Ren Bin, Zhou Qinyu
Shanghai Key Laboratory of Intelligent Manufacturing and Robotics, School of Mechatronic Engineering and Automation, Shanghai University, Shanghai 200444, China.
Diagnostics (Basel). 2023 Apr 12;13(8):1403. doi: 10.3390/diagnostics13081403.
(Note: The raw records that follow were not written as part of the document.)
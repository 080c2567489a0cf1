//! Client configuration schema and loading.
//!
//! Settings live in `copilot.toml` in the data directory. Every field has a
//! default, so a missing file or a partial file is fine. A few values can be
//! overridden from the environment:
//! - `COPILOT_BACKEND_URL`
//! - `COPILOT_CLIENT_ID`
//! - `COPILOT_CLIENT_SECRET`

use std::path::Path;
use std::time::Duration;

use anyhow::{Context, Result};
use serde::Deserialize;

use copilot_auth_bridge::OAuthConfig;

use crate::backend::DEFAULT_BACKEND_URL;

/// Root configuration structure.
#[derive(Debug, Clone, PartialEq, Eq, Deserialize)]
#[serde(default)]
pub struct CopilotConfig {
    /// Base URL of the ingestion/search backend.
    pub backend_url: String,

    /// Upper bound on an interactive consent flow.
    pub auth_timeout_secs: u64,

    /// Upper bound on waiting for a token bridge reply.
    pub bridge_timeout_secs: u64,

    /// OAuth client registration and identity provider endpoints.
    pub oauth: OAuthConfig,
}

impl Default for CopilotConfig {
    fn default() -> Self {
        Self {
            backend_url: DEFAULT_BACKEND_URL.to_string(),
            auth_timeout_secs: 300,
            bridge_timeout_secs: 120,
            oauth: OAuthConfig::default(),
        }
    }
}

impl CopilotConfig {
    /// Load configuration from a TOML file, falling back to defaults if it doesn't exist.
    pub fn load(path: &Path) -> Result<Self> {
        if !path.exists() {
            return Ok(Self::default());
        }

        let contents = std::fs::read_to_string(path)
            .with_context(|| format!("Failed to read config file: {}", path.display()))?;

        toml::from_str(&contents)
            .with_context(|| format!("Failed to parse config file: {}", path.display()))
    }

    /// Load from `path` and apply environment overrides.
    pub fn load_with_env(path: &Path) -> Result<Self> {
        let mut config = Self::load(path)?;
        config.apply_overrides(|key| std::env::var(key).ok());
        Ok(config)
    }

    /// Apply overrides from any key lookup (the process environment in practice).
    pub fn apply_overrides(&mut self, lookup: impl Fn(&str) -> Option<String>) {
        let non_empty = |key: &str| lookup(key).filter(|v| !v.trim().is_empty());

        if let Some(url) = non_empty("COPILOT_BACKEND_URL") {
            self.backend_url = url;
        }
        if let Some(client_id) = non_empty("COPILOT_CLIENT_ID") {
            self.oauth.client_id = client_id;
        }
        if let Some(secret) = non_empty("COPILOT_CLIENT_SECRET") {
            self.oauth.client_secret = Some(secret);
        }
    }

    pub fn auth_timeout(&self) -> Duration {
        Duration::from_secs(self.auth_timeout_secs)
    }

    pub fn bridge_timeout(&self) -> Duration {
        Duration::from_secs(self.bridge_timeout_secs)
    }
}
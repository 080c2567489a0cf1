use anyhow::Result;
use chrono::Utc;
use copilot_core::{BackendClient, BackendError, Session, SessionStore};

use crate::ui;
use crate::Settings;

pub async fn login(settings: &Settings, username: Option<String>) -> Result<()> {
    let store = SessionStore::new(&settings.paths.session_path);
    let backend = BackendClient::new(&settings.config.backend_url)?;

    let username = match username {
        Some(username) => username,
        None => ui::prompt_input("Username")?,
    };
    let password = ui::prompt_password("Password")?;

    let spinner = ui::spinner("Signing in...");
    let result = backend.login(&username, &password).await;
    spinner.finish_and_clear();

    let login = match result {
        Ok(login) => login,
        Err(BackendError::Status { detail, .. }) => {
            ui::error(&format!("Sign-in failed: {}", detail));
            return Err(anyhow::anyhow!(detail));
        }
        Err(err) => return Err(err.into()),
    };

    settings.paths.ensure_dirs()?;
    store.save(&Session {
        username: username.clone(),
        user_id: login.user_id.to_string(),
        signed_in_at: Utc::now(),
    })?;

    ui::success(&format!("Signed in as {}", username));
    Ok(())
}

pub fn logout(settings: &Settings) -> Result<()> {
    let store = SessionStore::new(&settings.paths.session_path);
    if store.clear()? {
        ui::success("Signed out");
    } else {
        ui::info("Not signed in");
    }
    Ok(())
}

pub fn whoami(settings: &Settings) -> Result<()> {
    let store = SessionStore::new(&settings.paths.session_path);
    match store.load()? {
        Some(session) => ui::info(&format!(
            "{} (user id {}, since {})",
            session.username,
            session.user_id,
            session.signed_in_at.format("%Y-%m-%d %H:%M")
        )),
        None => ui::info("Not signed in. Run `copilot login`."),
    }
    Ok(())
}
//! Authorization plumbing for Drive Copilot.
//!
//! Two pieces live here:
//! - the authorization-code flow (`AuthFlowCoordinator`), which opens a consent
//!   surface through a [`WebAuthFlow`], pulls the `code` out of the redirect and
//!   hands it to the backend through a [`CodeExchange`];
//! - the token bridge (`token_bridge`), a request/reply channel that lets an
//!   unprivileged caller ask the context owning the identity capability for an
//!   access token.

use std::time::Duration;

use oauth2::{
    basic::BasicClient, AuthUrl, ClientId, CsrfToken, EndpointNotSet, EndpointSet, RedirectUrl,
    Scope,
};
use serde::Deserialize;
use url::Url;

pub mod flow;
pub mod identity;
pub mod loopback;
pub mod token_bridge;

pub use flow::{extract_code, AuthFlowCoordinator, Authorization, CodeExchange, WebAuthError, WebAuthFlow};
pub use identity::{IdentityProvider, OAuthIdentity};
pub use loopback::LoopbackWebAuth;
pub use token_bridge::{
    BridgeError, BridgeReply, BridgeRequest, TokenBridge, TokenBridgeClient, WireReply,
    WireRequest,
};

pub const GOOGLE_AUTH_URL: &str = "https://accounts.google.com/o/oauth2/auth";
pub const GOOGLE_TOKEN_URL: &str = "https://oauth2.googleapis.com/token";
pub const DRIVE_READONLY_SCOPE: &str = "https://www.googleapis.com/auth/drive.readonly";
pub const DEFAULT_CALLBACK_PORT: u16 = 8847;

#[derive(Debug, Clone, PartialEq, Eq, Deserialize)]
#[serde(default)]
pub struct OAuthConfig {
    pub client_id: String,
    /// Only needed where the code is redeemed locally (the bridge daemon).
    pub client_secret: Option<String>,
    pub auth_url: String,
    pub token_url: String,
    /// Space separated, as sent on the wire.
    pub scope: String,
    pub callback_port: u16,
}

impl Default for OAuthConfig {
    fn default() -> Self {
        Self {
            client_id: String::new(),
            client_secret: None,
            auth_url: GOOGLE_AUTH_URL.to_string(),
            token_url: GOOGLE_TOKEN_URL.to_string(),
            scope: DRIVE_READONLY_SCOPE.to_string(),
            callback_port: DEFAULT_CALLBACK_PORT,
        }
    }
}

#[derive(Debug, thiserror::Error)]
pub enum AuthError {
    #[error("authorization was cancelled")]
    Cancelled,
    #[error("identity provider error: {0}")]
    Provider(String),
    /// The redirect came back without a single non-empty `code` parameter.
    #[error("redirect URL did not carry a usable authorization code")]
    MissingCode,
    #[error("redirect state does not match the authorization request")]
    StateMismatch,
    #[error("no authorization result within {0:?}")]
    TimedOut(Duration),
    #[error("invalid OAuth configuration: {0}")]
    Config(String),
    #[error("backend code exchange failed: {0}")]
    Exchange(String),
}

/// One authorization attempt: the consent URL plus the state it must come back with.
///
/// Built fresh for every flow and dropped once the redirect has been checked.
#[derive(Debug, Clone)]
pub struct AuthorizationRequest {
    pub url: Url,
    pub redirect_uri: String,
    pub state: CsrfToken,
}

type AuthorizeClient =
    BasicClient<EndpointSet, EndpointNotSet, EndpointNotSet, EndpointNotSet, EndpointNotSet>;

impl AuthorizationRequest {
    pub fn new(config: &OAuthConfig, redirect_uri: &str) -> Result<Self, AuthError> {
        Self::with_state(config, redirect_uri, CsrfToken::new_random())
    }

    pub fn with_state(
        config: &OAuthConfig,
        redirect_uri: &str,
        state: CsrfToken,
    ) -> Result<Self, AuthError> {
        let client = build_authorize_client(config, redirect_uri)?;
        let mut req = client.authorize_url(|| state);
        for scope in config.scope.split_whitespace() {
            req = req.add_scope(Scope::new(scope.to_string()));
        }
        let (url, state) = req
            .add_extra_param("access_type", "offline")
            .add_extra_param("prompt", "consent")
            .url();
        Ok(Self {
            url,
            redirect_uri: redirect_uri.to_string(),
            state,
        })
    }
}

fn build_authorize_client(config: &OAuthConfig, redirect_uri: &str) -> Result<AuthorizeClient, AuthError> {
    if config.client_id.trim().is_empty() {
        return Err(AuthError::Config("client_id is not set".to_string()));
    }
    let auth_url = AuthUrl::new(config.auth_url.clone())
        .map_err(|_| AuthError::Config(format!("invalid auth_url: {}", config.auth_url)))?;
    let redirect_url = RedirectUrl::new(redirect_uri.to_string())
        .map_err(|_| AuthError::Config(format!("invalid redirect uri: {}", redirect_uri)))?;
    Ok(BasicClient::new(ClientId::new(config.client_id.clone()))
        .set_auth_uri(auth_url)
        .set_redirect_uri(redirect_url))
}
pub mod auth;
pub mod ingest;
pub mod search;
pub mod session;
pub mod status;
pub mod token;
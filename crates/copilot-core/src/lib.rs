pub mod backend;
pub mod citations;
pub mod config;
pub mod paths;
pub mod session;

pub use backend::{
    BackendClient, BackendError, IngestResponse, IngestionProgress, IngestionStatus,
    LoginResponse, SearchResponse, UserId,
};
pub use citations::{annotate, annotate_plain, Annotated};
pub use config::CopilotConfig;
pub use paths::CopilotPaths;
pub use session::{Session, SessionStore};

pub use copilot_auth_bridge as auth;
use anyhow::Result;
use copilot_core::BackendClient;

use crate::ui;
use crate::Settings;

pub async fn run(settings: &Settings) -> Result<()> {
    let backend = BackendClient::new(&settings.config.backend_url)?;

    let spinner = ui::spinner("Starting ingestion...");
    let result = backend.ingest_data().await;
    spinner.finish_and_clear();

    let response = result?;
    ui::success(&response.message);
    ui::hint("Run `copilot status` to see which documents are ready.");
    Ok(())
}
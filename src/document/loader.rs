use std::path::Path;

use crate::component::registry::ComponentRegistry;
use crate::document::document_model::{Document, RawDocument, resolve_optional};
use crate::error::LoadError;
use crate::schema::raw::resolve_schema;
use crate::schema::schema_model::SlotSchema;

#[derive(Debug, Clone, Copy, PartialEq, Eq)]
pub enum DocumentFormat {
    Yaml,
    Json,
}

impl DocumentFormat {
    /// `.json` files are read as JSON, anything else as YAML.
    pub fn from_path(path: &Path) -> Self {
        match path.extension().and_then(|e| e.to_str()) {
            Some("json") => DocumentFormat::Json,
            _ => DocumentFormat::Yaml,
        }
    }
}

pub fn parse_raw(text: &str, format: DocumentFormat) -> Result<RawDocument, LoadError> {
    Ok(match format {
        DocumentFormat::Yaml => serde_yaml::from_str(text)?,
        DocumentFormat::Json => serde_json::from_str(text)?,
    })
}

/// Declare components and validate the schema. The child tree is not read.
pub fn resolve_schema_only(raw: &RawDocument) -> Result<(ComponentRegistry, SlotSchema), LoadError> {
    let mut registry = ComponentRegistry::new();
    for name in &raw.components {
        registry.declare(name)?;
    }

    let schema = resolve_schema(&raw.schema, &registry)?;
    Ok((registry, schema))
}

/// Declare components, validate the schema, then resolve the child tree.
pub fn resolve_document(raw: &RawDocument) -> Result<Document, LoadError> {
    let (registry, schema) = resolve_schema_only(raw)?;
    let children = resolve_optional(raw.children.as_ref(), &registry)?;

    log::debug!(
        "loaded document: {} components, {} slots",
        registry.len(),
        schema.len()
    );

    Ok(Document {
        registry,
        schema,
        children,
    })
}

pub fn parse_document(text: &str, format: DocumentFormat) -> Result<Document, LoadError> {
    resolve_document(&parse_raw(text, format)?)
}

fn read_raw(path: &Path) -> Result<RawDocument, LoadError> {
    let text = std::fs::read_to_string(path).map_err(|source| LoadError::Io {
        path: path.to_path_buf(),
        source,
    })?;
    parse_raw(&text, DocumentFormat::from_path(path))
}

pub fn load_document(path: &Path) -> Result<Document, LoadError> {
    resolve_document(&read_raw(path)?)
}

/// Load only the component declarations and schema of a document.
pub fn load_schema(path: &Path) -> Result<(ComponentRegistry, SlotSchema), LoadError> {
    resolve_schema_only(&read_raw(path)?)
}
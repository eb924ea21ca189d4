pub mod component_model;
pub mod registry;
pub mod document_model;
pub mod loader;
use std::collections::{BTreeMap, HashMap};

use crate::component::component_model::ComponentId;
use crate::schema::schema_model::{SlotSchema, SlotSpec};
use crate::slots::slots_model::SlotValue;

#[derive(Debug, Clone, Copy, PartialEq, Eq)]
pub enum SlotMode {
    Single,
    Repeatable,
    Namespaced,
}

#[derive(Debug, Clone, PartialEq, Eq)]
pub struct SlotTarget<'s> {
    pub slot: &'s str,
    pub mode: SlotMode,
}

/// Call-scoped map from component identity to the slot it fills.
#[derive(Debug)]
pub struct IdentityLookup<'s> {
    targets: HashMap<ComponentId, SlotTarget<'s>>,
    repeatable: Vec<&'s str>,
}

impl<'s> IdentityLookup<'s> {
    pub fn from_schema(schema: &'s SlotSchema) -> Self {
        let mut targets = HashMap::with_capacity(schema.len());
        let mut repeatable = Vec::new();

        for (slot, spec) in schema.iter() {
            let mode = match spec {
                SlotSpec::Single(_) => SlotMode::Single,
                SlotSpec::Repeatable(_) => {
                    repeatable.push(slot);
                    SlotMode::Repeatable
                }
                SlotSpec::Namespaced { .. } => SlotMode::Namespaced,
            };
            targets.insert(spec.component(), SlotTarget { slot, mode });
        }

        Self {
            targets,
            repeatable,
        }
    }

    pub fn target(&self, component: ComponentId) -> Option<&SlotTarget<'s>> {
        self.targets.get(&component)
    }

    /// Result slots before any child is seen: every repeatable slot
    /// starts as an empty list, everything else is absent.
    pub fn seed(&self) -> BTreeMap<String, SlotValue> {
        self.repeatable
            .iter()
            .map(|slot| (slot.to_string(), SlotValue::Many(Vec::new())))
            .collect()
    }
}

/// Identity a caller should give a child meant for each slot.
pub fn slot_components(schema: &SlotSchema) -> BTreeMap<String, ComponentId> {
    schema
        .iter()
        .map(|(slot, spec)| (slot.to_string(), spec.component()))
        .collect()
}
use std::collections::BTreeMap;

use crate::node::node_model::Node;

#[derive(Debug, Clone, PartialEq)]
pub enum SlotValue {
    One(Node),
    Many(Vec<Node>),
}

impl SlotValue {
    pub fn as_one(&self) -> Option<&Node> {
        match self {
            SlotValue::One(node) => Some(node),
            SlotValue::Many(_) => None,
        }
    }

    pub fn as_many(&self) -> Option<&[Node]> {
        match self {
            SlotValue::One(_) => None,
            SlotValue::Many(nodes) => Some(nodes.as_slice()),
        }
    }

    /// Number of nodes held: 1 for a single slot, the list length otherwise.
    pub fn node_count(&self) -> usize {
        match self {
            SlotValue::One(_) => 1,
            SlotValue::Many(nodes) => nodes.len(),
        }
    }
}

/// Children sorted into slots plus the ordered leftovers.
#[derive(Debug, Clone, PartialEq, Default)]
pub struct Classification {
    pub slots: BTreeMap<String, SlotValue>,
    pub children: Vec<Node>,
}

impl Classification {
    pub fn slot(&self, name: &str) -> Option<&SlotValue> {
        self.slots.get(name)
    }

    pub fn one(&self, name: &str) -> Option<&Node> {
        self.slots.get(name).and_then(SlotValue::as_one)
    }

    pub fn many(&self, name: &str) -> Option<&[Node]> {
        self.slots.get(name).and_then(SlotValue::as_many)
    }

    /// Nodes held across all slots and leftovers.
    pub fn node_count(&self) -> usize {
        self.children.len() + self.slots.values().map(SlotValue::node_count).sum::<usize>()
    }
}
use clap::{Parser, Subcommand};
use serde::{Deserialize, Serialize};

// ============================================================================
// CLI Argument Parsing (clap derive)
// ============================================================================

#[derive(Parser, Debug)]
#[command(
    name = "slotting",
    version,
    about = "Sort a component's children into named slots"
)]
pub struct Cli {
    #[command(subcommand)]
    pub command: Commands,

    /// Verbosity level (-v, -vv, -vvv)
    #[arg(short, long, action = clap::ArgAction::Count, global = true)]
    pub verbose: u8,

    /// Path to config file (default: slotting.yaml in current dir)
    #[arg(long, global = true)]
    pub config: Option<String>,
}

#[derive(Subcommand, Debug)]
pub enum Commands {
    /// Classify the children of a document against its schema
    Classify {
        /// Document (YAML or JSON) holding components, schema and children
        #[arg(long)]
        document: String,

        /// Output format: console or json (default from config, else console)
        #[arg(long)]
        format: Option<String>,

        /// Output file path (default: stdout)
        #[arg(short, long)]
        output: Option<String>,
    },

    /// Validate a document's schema without classifying
    Check {
        #[arg(long)]
        document: String,
    },

    /// Print the component each slot expects
    Slots {
        #[arg(long)]
        document: String,
    },
}

// ============================================================================
// Config File Model (optional YAML)
// ============================================================================

/// Optional YAML config file: `slotting.yaml`
#[derive(Debug, Clone, Serialize, Deserialize, Default, PartialEq)]
pub struct AppConfig {
    #[serde(default)]
    pub output: OutputConfig,
}

#[derive(Debug, Clone, Serialize, Deserialize, PartialEq)]
pub struct OutputConfig {
    #[serde(default = "default_console")]
    pub format: String,

    #[serde(default = "default_true")]
    pub pretty: bool,
}

impl Default for OutputConfig {
    fn default() -> Self {
        Self {
            format: "console".to_string(),
            pretty: true,
        }
    }
}

// Serde default helpers
fn default_console() -> String { "console".to_string() }
fn default_true() -> bool { true }

// ============================================================================
// Config File Loading
// ============================================================================

/// Load config from a YAML file. Returns defaults if file is missing or malformed.
pub fn load_config(path: Option<&str>) -> AppConfig {
    let config_path = path.unwrap_or("slotting.yaml");
    match std::fs::read_to_string(config_path) {
        Ok(content) => serde_yaml::from_str(&content).unwrap_or_else(|e| {
            log::warn!("ignoring malformed config {}: {}", config_path, e);
            AppConfig::default()
        }),
        Err(_) => AppConfig::default(),
    }
}

/// CLI flag wins over the config file.
pub fn resolve_format(flag: Option<&str>, config: &AppConfig) -> String {
    flag.map(str::to_string)
        .unwrap_or_else(|| config.output.format.clone())
}

/// Map `-v` occurrences to a log level filter.
pub fn log_level(verbose: u8) -> log::LevelFilter {
    match verbose {
        0 => log::LevelFilter::Warn,
        1 => log::LevelFilter::Info,
        2 => log::LevelFilter::Debug,
        _ => log::LevelFilter::Trace,
    }
}
pub mod node_model;
pub mod normalize;
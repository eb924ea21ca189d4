use std::collections::BTreeMap;
use std::collections::HashMap;

use crate::component::component_model::ComponentId;
use crate::error::ConfigurationError;

/// How a slot collects the elements that match it.
#[derive(Debug, Clone, PartialEq, Eq)]
pub enum SlotSpec {
    /// At most one element; a later match replaces an earlier one.
    Single(ComponentId),
    /// Every match, in input order.
    Repeatable(ComponentId),
    /// Matches are claimed (kept out of the leftovers) but never exposed.
    Namespaced { label: String, component: ComponentId },
}

impl SlotSpec {
    /// The identity a child must carry to land in this slot.
    pub fn component(&self) -> ComponentId {
        match self {
            SlotSpec::Single(id) | SlotSpec::Repeatable(id) => *id,
            SlotSpec::Namespaced { component, .. } => *component,
        }
    }

    pub fn is_repeatable(&self) -> bool {
        matches!(self, SlotSpec::Repeatable(_))
    }
}

/// Validated slot declarations of a parent component.
///
/// Every component identity appears in at most one slot, so the
/// identity lookup derived from a schema is always unambiguous.
#[derive(Debug, Clone, PartialEq, Eq, Default)]
pub struct SlotSchema {
    slots: BTreeMap<String, SlotSpec>,
}

impl SlotSchema {
    pub fn builder() -> SlotSchemaBuilder {
        SlotSchemaBuilder::default()
    }

    pub fn get(&self, slot: &str) -> Option<&SlotSpec> {
        self.slots.get(slot)
    }

    pub fn iter(&self) -> impl Iterator<Item = (&str, &SlotSpec)> {
        self.slots.iter().map(|(name, spec)| (name.as_str(), spec))
    }

    pub fn len(&self) -> usize {
        self.slots.len()
    }

    pub fn is_empty(&self) -> bool {
        self.slots.is_empty()
    }
}

#[derive(Debug, Default)]
pub struct SlotSchemaBuilder {
    entries: Vec<(String, SlotSpec)>,
}

impl SlotSchemaBuilder {
    pub fn single(self, slot: impl Into<String>, component: impl Into<ComponentId>) -> Self {
        self.slot(slot, SlotSpec::Single(component.into()))
    }

    pub fn repeatable(self, slot: impl Into<String>, component: impl Into<ComponentId>) -> Self {
        self.slot(slot, SlotSpec::Repeatable(component.into()))
    }

    pub fn namespaced(
        self,
        slot: impl Into<String>,
        label: impl Into<String>,
        component: impl Into<ComponentId>,
    ) -> Self {
        self.slot(
            slot,
            SlotSpec::Namespaced {
                label: label.into(),
                component: component.into(),
            },
        )
    }

    pub fn slot(mut self, slot: impl Into<String>, spec: SlotSpec) -> Self {
        self.entries.push((slot.into(), spec));
        self
    }

    pub fn build(self) -> Result<SlotSchema, ConfigurationError> {
        self.build_named(&|id: ComponentId| id.to_string())
    }

    /// Validate, using `name_of` to render component identities in errors.
    pub(crate) fn build_named(
        self,
        name_of: &dyn Fn(ComponentId) -> String,
    ) -> Result<SlotSchema, ConfigurationError> {
        let mut slots = BTreeMap::new();
        let mut claimed: HashMap<ComponentId, String> = HashMap::new();

        for (slot, spec) in self.entries {
            if slots.contains_key(&slot) {
                return Err(ConfigurationError::DuplicateSlot { slot });
            }

            if let Some(first) = claimed.get(&spec.component()) {
                return Err(ConfigurationError::DuplicateComponent {
                    component: name_of(spec.component()),
                    first: first.clone(),
                    second: slot,
                });
            }

            claimed.insert(spec.component(), slot.clone());
            slots.insert(slot, spec);
        }

        log::debug!("built slot schema with {} slots", slots.len());
        Ok(SlotSchema { slots })
    }
}
pub mod classifier;
pub mod slots_model;
use std::collections::BTreeMap;

use crate::component::component_model::{Component, ComponentId};
use crate::node::node_model::{Children, Node};
use crate::schema::identity::slot_components;
use crate::schema::schema_model::SlotSchema;
use crate::slots::classifier::classify;
use crate::slots::slots_model::SlotValue;

/// Props handed to a slotted parent on each render.
#[derive(Debug, Clone, PartialEq, Default)]
pub struct SlotProps {
    pub slots: BTreeMap<String, SlotValue>,
    pub children: Vec<Node>,
}

/// A parent component paired with a fixed slot schema.
///
/// The slot identities are computed once, at construction, and kept as a
/// side table next to the component rather than on it.
#[derive(Debug, Clone)]
pub struct SlottedComponent {
    component: Component,
    schema: SlotSchema,
    slot_ids: BTreeMap<String, ComponentId>,
}

impl SlottedComponent {
    pub fn new(component: Component, schema: SlotSchema) -> Self {
        let slot_ids = slot_components(&schema);
        Self {
            component,
            schema,
            slot_ids,
        }
    }

    pub fn component(&self) -> &Component {
        &self.component
    }

    /// Identity to give a child meant for `slot`.
    pub fn slot(&self, slot: &str) -> Option<ComponentId> {
        self.slot_ids.get(slot).copied()
    }

    pub fn slots(&self) -> &BTreeMap<String, ComponentId> {
        &self.slot_ids
    }

    /// Run one classification over the incoming children.
    pub fn props(&self, children: impl Into<Children>) -> SlotProps {
        let classification = classify(children, &self.schema);
        SlotProps {
            slots: classification.slots,
            children: classification.children,
        }
    }
}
(1) Background: After motion sickness occurs in the ride process, this can easily cause passengers to have a poor mental state, cold sweats, nausea, and even vomiting symptoms. This study proposes to establish an association model between motion sickness level (MSL) and cerebral blood oxygen signals during a ride. (2) Methods: A riding simulation platform and the functional near-infrared spectroscopy (fNIRS) technology are utilized to monitor the cerebral blood oxygen signals of subjects in a riding simulation experiment. The subjects' scores on the Fast Motion sickness Scale (FMS) are determined every minute during the experiment as the dependent variable to manifest the change in MSL. The Bayesian ridge regression (BRR) algorithm is applied to construct an assessment model of MSL during riding. The score of the Graybiel scale is adopted to preliminarily verify the effectiveness of the MSL evaluation model. Finally, a real vehicle test is developed, and two driving modes are selected in random road conditions to carry out a control test. (3) Results: The predicted MSL in the comfortable mode is significantly less than the MSL value in the normal mode, which is in line with expectations. (4) Conclusions: Changes in cerebral blood oxygen signals have a huge correlation with MSL. The MSL evaluation model proposed in this study has a guiding significance for the early warning and prevention of motion sickness.
(1) 背景:在乘车过程中发生晕动病后,这很容易导致乘客精神状态不佳、冷汗、恶心,甚至出现呕吐症状。本研究提出建立乘车过程中晕动病水平(MSL)与脑血氧信号之间的关联模型。(2) 方法:利用乘车模拟平台和功能近红外光谱(fNIRS)技术,在乘车模拟实验中监测受试者的脑血氧信号。在实验过程中每分钟确定受试者在快速晕动病量表(FMS)上的得分作为因变量,以体现MSL的变化。应用贝叶斯岭回归(BRR)算法构建乘车过程中MSL的评估模型。采用格雷比尔量表评分对MSL评估模型的有效性进行初步验证。最后,开展实车测试,在随机路况下选择两种驾驶模式进行对照测试。(3) 结果:舒适模式下预测的MSL显著低于正常模式下的MSL值,符合预期。(4) 结论:脑血氧信号的变化与MSL有很大的相关性。本研究提出的MSL评估模型对晕动病的预警和预防具有指导意义。